Start of Block

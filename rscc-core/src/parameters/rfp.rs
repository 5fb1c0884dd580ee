//! Radiative Forcing Protocol Parameters
//!
//! The RfP method treats avoided CH4 as a forcing pulse that decays
//! exponentially with the atmospheric lifetime, while CO2 forcing is held
//! constant over the horizon.

use crate::errors::RSCCResult;
use crate::types::FloatValue;
use crate::validation::{require_non_negative, require_positive};
use serde::{Deserialize, Serialize};

/// Parameters for the RfP credit method
///
/// The effective CH4 equivalence factor is
///
/// $$C_{RfP} = \frac{RE_{CH4}}{RE_{CO2}} \cdot \frac{\tau (1 - e^{-T/\tau})}{T}$$
#[derive(Debug, Clone, Copy, PartialEq, Serialize, Deserialize)]
#[serde(default, deny_unknown_fields)]
pub struct RfpParameters {
    /// Time horizon over which forcing is integrated
    /// unit: years
    /// default: 5.0
    pub time_horizon: FloatValue,

    /// Atmospheric lifetime (e-folding time) of CH4
    /// unit: years
    /// default: 12.0
    pub ch4_lifetime: FloatValue,

    /// Ratio of instantaneous radiative efficiencies, RE_CH4 / RE_CO2
    /// unit: dimensionless
    /// default: 173.0
    pub re_ratio: FloatValue,
}

impl Default for RfpParameters {
    fn default() -> Self {
        Self {
            time_horizon: 5.0,
            ch4_lifetime: 12.0,
            re_ratio: 173.0,
        }
    }
}

impl RfpParameters {
    /// The horizon and lifetime are divisors so both must be strictly positive.
    pub fn validate(&self) -> RSCCResult<()> {
        require_positive("time_horizon", self.time_horizon)?;
        require_positive("ch4_lifetime", self.ch4_lifetime)?;
        require_non_negative("re_ratio", self.re_ratio)?;
        Ok(())
    }
}
//! The hashing context.
//!
//! One `Hasher` per worker thread: it owns the Keccak state, the round-key
//! buffer and the 2 MiB scratchpad, and binds a round engine once at
//! construction. Every `hash` call overwrites state and scratchpad entirely,
//! so a context is reused across many hashes and released at shutdown.
//!
//! The individual pipeline stages are public so white-box tests can drive
//! them one at a time and inspect the buffers in between.

use std::time::{Duration, Instant};

use crate::engine::dispatcher;
use crate::kernels::constants::{
    AES_BLOCK_SIZE, AES_KEY_SIZE, ITER, KEY_BUFFER_SIZE, ROUND_KEYS, STATE_SIZE,
};
use crate::kernels::{keccak, RoundEngine};
use crate::scratchpad::Scratchpad;
use crate::tail;
use crate::types::{Align16, OutOfMemory, TailHash};

/// Instrumented intervals: the eight pipeline stages plus the whole hash.
const STAGES: usize = 9;

/// A reusable CryptoNight hashing context (~2 MiB).
pub struct Hasher {
    state: Align16<[u8; STATE_SIZE]>,
    keys: Align16<[u8; KEY_BUFFER_SIZE]>,
    scratchpad: Scratchpad,
    engine: &'static RoundEngine,
    stage_times: [Duration; STAGES],
}

impl Hasher {
    /// Allocate a context backed by the fastest engine on this host.
    ///
    /// # Errors
    /// Returns [`OutOfMemory`] when the scratchpad cannot be allocated;
    /// callers should treat this as fatal to the worker.
    pub fn new() -> Result<Self, OutOfMemory> {
        Self::with_engine(dispatcher::best_engine())
    }

    /// Allocate a context bound to a specific engine. Exposed for the
    /// engine-agreement tests; `new` is the normal entry point.
    #[doc(hidden)]
    pub fn with_engine(engine: &'static RoundEngine) -> Result<Self, OutOfMemory> {
        Ok(Self {
            state: Align16([0u8; STATE_SIZE]),
            keys: Align16([0u8; KEY_BUFFER_SIZE]),
            scratchpad: Scratchpad::new()?,
            engine,
            stage_times: [Duration::ZERO; STAGES],
        })
    }

    // =========================================================================
    // FULL PIPELINE
    // =========================================================================

    /// Compute the CryptoNight digest of `input`.
    #[must_use]
    pub fn hash(&mut self, input: &[u8]) -> [u8; 32] {
        let start = Instant::now();
        self.init_keccak(input);
        let t1 = Instant::now();
        self.expand_keys(0);
        let t2 = Instant::now();
        self.explode();
        let t3 = Instant::now();
        self.iterate(ITER / 2);
        let t4 = Instant::now();
        self.expand_keys(AES_KEY_SIZE);
        let t5 = Instant::now();
        self.implode();
        let t6 = Instant::now();
        self.finalize_keccak();
        let t7 = Instant::now();
        let digest = self.tail();
        let end = Instant::now();

        let marks = [start, t1, t2, t3, t4, t5, t6, t7, end];
        for (slot, pair) in self.stage_times.iter_mut().zip(marks.windows(2)) {
            *slot += pair[1] - pair[0];
        }
        self.stage_times[STAGES - 1] += end - start;
        digest
    }

    // =========================================================================
    // STAGES
    // =========================================================================

    /// Absorb `input` into the 200-byte Keccak state.
    pub fn init_keccak(&mut self, input: &[u8]) {
        keccak::keccak1600(input, &mut self.state.0);
    }

    /// Expand `state[offset..offset + 32]` into the ten round keys.
    /// The pipeline uses offset 0 before explode and 32 before implode.
    pub fn expand_keys(&mut self, offset: usize) {
        (self.engine.expand_keys)(&mut self.keys.0, &self.state.0, offset);
    }

    /// Fill the scratchpad from the state text block.
    pub fn explode(&mut self) {
        (self.engine.explode)(&mut self.scratchpad, &self.state.0, &self.keys.0);
    }

    /// Run `turns` turns of the memory-hard loop; a full hash runs `ITER / 2`.
    pub fn iterate(&mut self, turns: usize) {
        (self.engine.iterate)(&mut self.scratchpad, &self.state.0, turns);
    }

    /// Reabsorb the scratchpad into the state text block.
    pub fn implode(&mut self) {
        (self.engine.implode)(&mut self.state.0, &self.scratchpad, &self.keys.0);
    }

    /// Run the final permutation over the state as-if stored big-endian:
    /// each lane is swapped in, permuted for 24 rounds, and swapped back.
    pub fn finalize_keccak(&mut self) {
        let mut lanes = [0u64; 25];
        for (lane, chunk) in lanes.iter_mut().zip(self.state.0.chunks_exact(8)) {
            let mut b = [0u8; 8];
            b.copy_from_slice(chunk);
            *lane = u64::from_be_bytes(b);
        }
        keccak::keccak_f(&mut lanes, keccak::KECCAK_ROUNDS);
        for (chunk, lane) in self.state.0.chunks_exact_mut(8).zip(lanes.iter()) {
            chunk.copy_from_slice(&lane.to_be_bytes());
        }
    }

    /// Apply the selected tail hash over the whole state.
    #[must_use]
    pub fn tail(&self) -> [u8; 32] {
        tail::tail_digest(&self.state.0)
    }

    /// Which tail hash the finalized state selects.
    #[must_use]
    pub fn tail_hash(&self) -> TailHash {
        TailHash::from_state(&self.state.0)
    }

    // =========================================================================
    // ACCESSORS
    // =========================================================================

    /// The Keccak state. After [`Self::hash`] this is the finalized state the
    /// tail digest was computed over, for callers that validate on raw state.
    #[must_use]
    pub fn state(&self) -> &[u8; STATE_SIZE] {
        &self.state.0
    }

    /// Mutable state access for white-box verification.
    pub fn state_mut(&mut self) -> &mut [u8; STATE_SIZE] {
        &mut self.state.0
    }

    /// Round key `i` of the ten currently expanded.
    ///
    /// # Panics
    /// Panics if `i >= 10`.
    #[must_use]
    pub fn round_key(&self, i: usize) -> &[u8] {
        assert!(i < ROUND_KEYS);
        &self.keys.0[i * AES_BLOCK_SIZE..(i + 1) * AES_BLOCK_SIZE]
    }

    /// Mutable key-buffer access for white-box verification.
    pub fn keys_mut(&mut self) -> &mut [u8; KEY_BUFFER_SIZE] {
        &mut self.keys.0
    }

    /// The scratchpad contents.
    #[must_use]
    pub fn scratchpad(&self) -> &[u8] {
        &self.scratchpad
    }

    /// Mutable scratchpad access for white-box verification.
    pub fn scratchpad_mut(&mut self) -> &mut [u8] {
        &mut self.scratchpad
    }

    /// Accumulated per-stage durations: init_keccak, expand_keys(0), explode,
    /// iterate, expand_keys(32), implode, finalize_keccak, tail, and the
    /// whole-hash total.
    #[must_use]
    pub fn stage_times(&self) -> &[Duration; STAGES] {
        &self.stage_times
    }

    /// The engine this context is bound to.
    #[must_use]
    pub fn backend(&self) -> &'static str {
        self.engine.name
    }
}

End of Block

[ABOUT THIS TASK] In the records above, some lines hold the word "hashing"; copy each such line.

[ANSWER TO THE PROBLEM]
//! The hashing context.
/// A reusable CryptoNight hashing context (~2 MiB).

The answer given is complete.